EXTRACTED INFORMATION:
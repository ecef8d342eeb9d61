//! Configuration schema for road-network backends and rules documents.

pub mod schema;

pub use schema::*;
//! Typed identifiers for road-network entities.

use serde::{Deserialize, Serialize};

macro_rules! string_id {
    ($(#[$meta:meta])* $name:ident) => {
        $(#[$meta])*
        #[derive(Debug, Clone, PartialEq, Eq, PartialOrd, Ord, Hash, Serialize, Deserialize)]
        #[serde(transparent)]
        pub struct $name(pub String);

        impl $name {
            /// Creates a new identifier from a string.
            #[must_use]
            pub fn new(s: impl Into<String>) -> Self {
                Self(s.into())
            }

            /// Returns the identifier as a string slice.
            #[must_use]
            pub fn as_str(&self) -> &str {
                &self.0
            }
        }

        impl std::fmt::Display for $name {
            fn fmt(&self, f: &mut std::fmt::Formatter<'_>) -> std::fmt::Result {
                f.write_str(&self.0)
            }
        }

        impl From<&str> for $name {
            fn from(s: &str) -> Self {
                Self::new(s)
            }
        }
    };
}

string_id!(
    /// Identifies a phase ring.
    PhaseRingId
);

string_id!(
    /// Identifies a phase within a phase ring.
    PhaseId
);

string_id!(
    /// Identifies an intersection.
    IntersectionId
);

string_id!(
    /// Identifies a discrete or range value rule.
    RuleId
);

#[cfg(test)]
mod tests {
    use super::*;

    #[test]
    fn test_id_display_and_as_str() {
        let id = PhaseId::new("AllGoPhase");
        assert_eq!(id.to_string(), "AllGoPhase");
        assert_eq!(id.as_str(), "AllGoPhase");
        assert_eq!(PhaseId::from("AllGoPhase"), id);
    }

    #[test]
    fn test_ids_order_lexicographically() {
        let mut ids = vec![PhaseRingId::new("b"), PhaseRingId::new("a")];
        ids.sort();
        assert_eq!(ids, vec![PhaseRingId::new("a"), PhaseRingId::new("b")]);
    }

    #[test]
    fn test_id_serializes_as_plain_string() {
        let json = serde_json::to_string(&RuleId::new("Speed-Limit/lane_1")).unwrap();
        assert_eq!(json, "\"Speed-Limit/lane_1\"");
    }
}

TASK TO CARRY OUT: Above are the entries; count how many of their lines contain the word "network" and give only that number.

RESPONSE TO THE TASK: 2